The Power of Community

By John Kearsey, Vice-President (External)

This past summer I proudly walked alongside colleagues and friends from the University of Manitoba and thousands of other committed individuals in support of Pride Parade festivities in Winnipeg and later in Steinbach. I gazed upon and shared stories with a rainbow of people who gathered to stand for one another, for diversity, for individuality, for equality, and for love.

We laughed and cried, played and protested.

And, most of all, we felt a tremendous exhilaration in the power of community. Community can be many things. What I realize—particularly from those two remarkable days—is that the strongest communities have the courage to make way for change. Communities give voice. They shift. They reinvent. And, at their most dynamic, they are open to disruption.

That is the kind of community to which I want to belong.

It’s not always easy. In my own life, I first tested the limits of my community when I declared myself a gay man. At the time, I wasn’t able to see a successful path ahead of me. I believed the obstacles would be insurmountable. I believed that my community was not ready for the disruption my presence would bring and therefore would not allow me to progress on my own terms.

But a community can surprise you. And though I encountered my fair share of narrow-mindedness, I found that I was able to express my full self and at the same time flourish in my personal life and professional aspirations. Today I work as one of two openly LGBTTQI* members of the executive team at this university where there is space for us to make our own unique contributions.

And that is the mark of the healthiest of communities: they survive, indeed thrive, after a good shake.

As Canada’s first openly transgender judge, Kael McKenzie [BA/03, LLB/06], the individual on the cover of our third edition of UM Today The Magazine, would have shaken up a lot of institutions, offices and people.

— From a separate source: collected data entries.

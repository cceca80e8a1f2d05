//! Parse tree to AST fold
//!
//! One arm per [`Rule`]. The fold is pure: the same parse tree always yields
//! the same AST.

use super::{AstNode, NodeType, NodeValue, Scalar};
use crate::error::FrontendError;
use crate::grammar::{self, Rule};
use crate::lexer::{Token, TokenKind};
use crate::parser::{ParseElement, ParseNode};

/// Fold a parse tree into an AST.
pub fn transform(tree: &ParseNode) -> Result<AstNode, FrontendError> {
    fold(tree)
}

fn fold(node: &ParseNode) -> Result<AstNode, FrontendError> {
    let span = node.span;

    match node.rule {
        Rule::Program => Ok(AstNode::new(NodeType::Program, span).with_children(body(node, 0)?)),

        // ====================================================================
        // Directives
        // ====================================================================
        Rule::Goal => {
            let text = string_value(token_at(node, 0)?);
            let priority = match node.children.get(1) {
                Some(_) => token_at(node, 1)?.lexeme.to_ascii_lowercase(),
                None => grammar::DEFAULT_PRIORITY.to_string(),
            };
            Ok(AstNode::new(NodeType::Goal, span)
                .with_text(text)
                .with_meta("priority", priority))
        }

        Rule::Agent => labelled(node, NodeType::Agent),
        Rule::Model => labelled(node, NodeType::Model),
        Rule::Assistant => labelled(node, NodeType::Assistant),
        Rule::Think => labelled(node, NodeType::Think),
        Rule::Learn => labelled(node, NodeType::Learn),

        Rule::Remember => {
            let mut ast = AstNode::new(NodeType::Remember, span)
                .with_text(string_value(token_at(node, 0)?));
            if node.children.len() > 1 {
                ast = ast.with_meta("tags", string_value(token_at(node, 1)?));
            }
            Ok(ast)
        }

        Rule::Recall => memory_operation(node, NodeType::Recall),
        Rule::Forget => memory_operation(node, NodeType::Forget),

        Rule::Reflect => {
            let ast = AstNode::new(NodeType::Reflect, span);
            match node.children.first() {
                Some(_) => Ok(ast.with_text(string_value(token_at(node, 0)?))),
                None => Ok(ast),
            }
        }

        Rule::Plugin => {
            let mut ast = AstNode::new(NodeType::Plugin, span)
                .with_text(string_value(token_at(node, 0)?));
            if node.children.len() > 1 {
                let arguments = arguments(node_at(node, 1)?)?;
                ast = ast
                    .with_meta("arg_count", arguments.len())
                    .with_children(arguments);
            }
            Ok(ast)
        }

        Rule::Intent => Ok(AstNode::new(NodeType::Intent, span)
            .with_text(string_value(token_at(node, 0)?))
            .with_meta("action", token_at(node, 1)?.lexeme.as_str())),

        Rule::Debug => {
            let level = token_at(node, 0)?.lexeme.to_ascii_lowercase();
            Ok(AstNode::new(NodeType::Debug, span)
                .with_meta("level", level)
                .with_children(vec![fold(node_at(node, 1)?)?]))
        }

        Rule::Comment => {
            let lexeme = &token_at(node, 0)?.lexeme;
            let text = lexeme.strip_prefix('#').unwrap_or(lexeme).trim();
            Ok(AstNode::new(NodeType::Comment, span).with_text(text))
        }

        // ====================================================================
        // Blocks
        // ====================================================================
        Rule::Function => {
            let name = &token_at(node, 0)?.lexeme;
            let parameters = parameters(node_at(node, 1)?)?;
            Ok(AstNode::new(NodeType::Function, span)
                .with_text(name.as_str())
                .with_meta("parameters", Scalar::List(parameters))
                .with_children(body(node, 2)?))
        }

        Rule::If => conditional(node, NodeType::If),
        Rule::When => conditional(node, NodeType::When),
        Rule::While => conditional(node, NodeType::While),

        Rule::ElseClause => Ok(AstNode::new(NodeType::ElseBlock, span).with_children(body(node, 0)?)),

        Rule::For => {
            let variable = &token_at(node, 0)?.lexeme;
            let iterable = fold(node_at(node, 1)?)?;
            Ok(AstNode::new(NodeType::For, span)
                .with_expr(iterable)
                .with_meta("variable", variable.as_str())
                .with_children(body(node, 2)?))
        }

        // ====================================================================
        // Simple statements
        // ====================================================================
        Rule::Assignment => Ok(AstNode::new(NodeType::Assignment, span)
            .with_text(token_at(node, 0)?.lexeme.as_str())
            .with_children(vec![fold(node_at(node, 1)?)?])),

        Rule::ExpressionStatement => Ok(AstNode::new(NodeType::ExpressionStatement, span)
            .with_children(vec![fold(node_at(node, 0)?)?])),

        Rule::Parameters | Rule::Arguments => Err(FrontendError::internal(
            format!("{:?} clause outside of its owning production", node.rule),
            span,
        )),

        // ====================================================================
        // Expressions
        // ====================================================================
        Rule::Binary => {
            let left = fold(node_at(node, 0)?)?;
            let operator = token_at(node, 1)?.lexeme.to_ascii_lowercase();
            let right = fold(node_at(node, 2)?)?;
            Ok(AstNode::new(NodeType::Comparison, span)
                .with_meta("operator", operator)
                .with_children(vec![left, right]))
        }

        Rule::Unary => {
            let operator = token_at(node, 0)?;
            let operand = fold(node_at(node, 1)?)?;

            if operator.kind == TokenKind::Minus {
                if let Some(NodeValue::Number(n)) = &operand.value {
                    if operand.node_type == NodeType::Literal {
                        return Ok(number_literal(-n, span));
                    }
                }
            }

            Ok(AstNode::new(NodeType::Comparison, span)
                .with_meta("operator", operator.lexeme.to_ascii_lowercase())
                .with_children(vec![operand]))
        }

        Rule::MethodCall => {
            let receiver = fold(node_at(node, 0)?)?;
            let method = &token_at(node, 1)?.lexeme;
            let arguments = arguments(node_at(node, 2)?)?;
            let arg_count = arguments.len();

            let mut children = Vec::with_capacity(arg_count + 1);
            children.push(receiver);
            children.extend(arguments);

            Ok(AstNode::new(NodeType::MethodCall, span)
                .with_text(method.as_str())
                .with_meta("has_receiver", true)
                .with_meta("arg_count", arg_count)
                .with_children(children))
        }

        Rule::Call => {
            let name = &token_at(node, 0)?.lexeme;
            let arguments = arguments(node_at(node, 1)?)?;
            Ok(AstNode::new(NodeType::MethodCall, span)
                .with_text(name.as_str())
                .with_meta("has_receiver", false)
                .with_meta("arg_count", arguments.len())
                .with_children(arguments))
        }

        Rule::Array => {
            let elements = node
                .children
                .iter()
                .map(|child| fold(as_node(node, child)?))
                .collect::<Result<Vec<_>, _>>()?;
            Ok(AstNode::new(NodeType::Array, span).with_children(elements))
        }

        Rule::Group => fold(node_at(node, 0)?),

        Rule::Literal => literal(token_at(node, 0)?),
    }
}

But in the end his achievement, his struggle, has challenged our community to open up to new ways of seeing and being, to bettering itself because it can contain and embrace that which once frightened it.

Disruption does that. We need not fear it.

The tremendously uplifting feelings from this summer’s Pride Parades I will carry with me all my life. The people striding next to me made me feel part of something bigger and greater than I could ever have touched on my own. I suspect many felt similarly moved at the first ever UM Queer Homecoming event that took place here on campus on Sept. 23. We will marvel at the capacity of this community, our community here at the University of Manitoba, to accept change, and, yes, to invite disruption.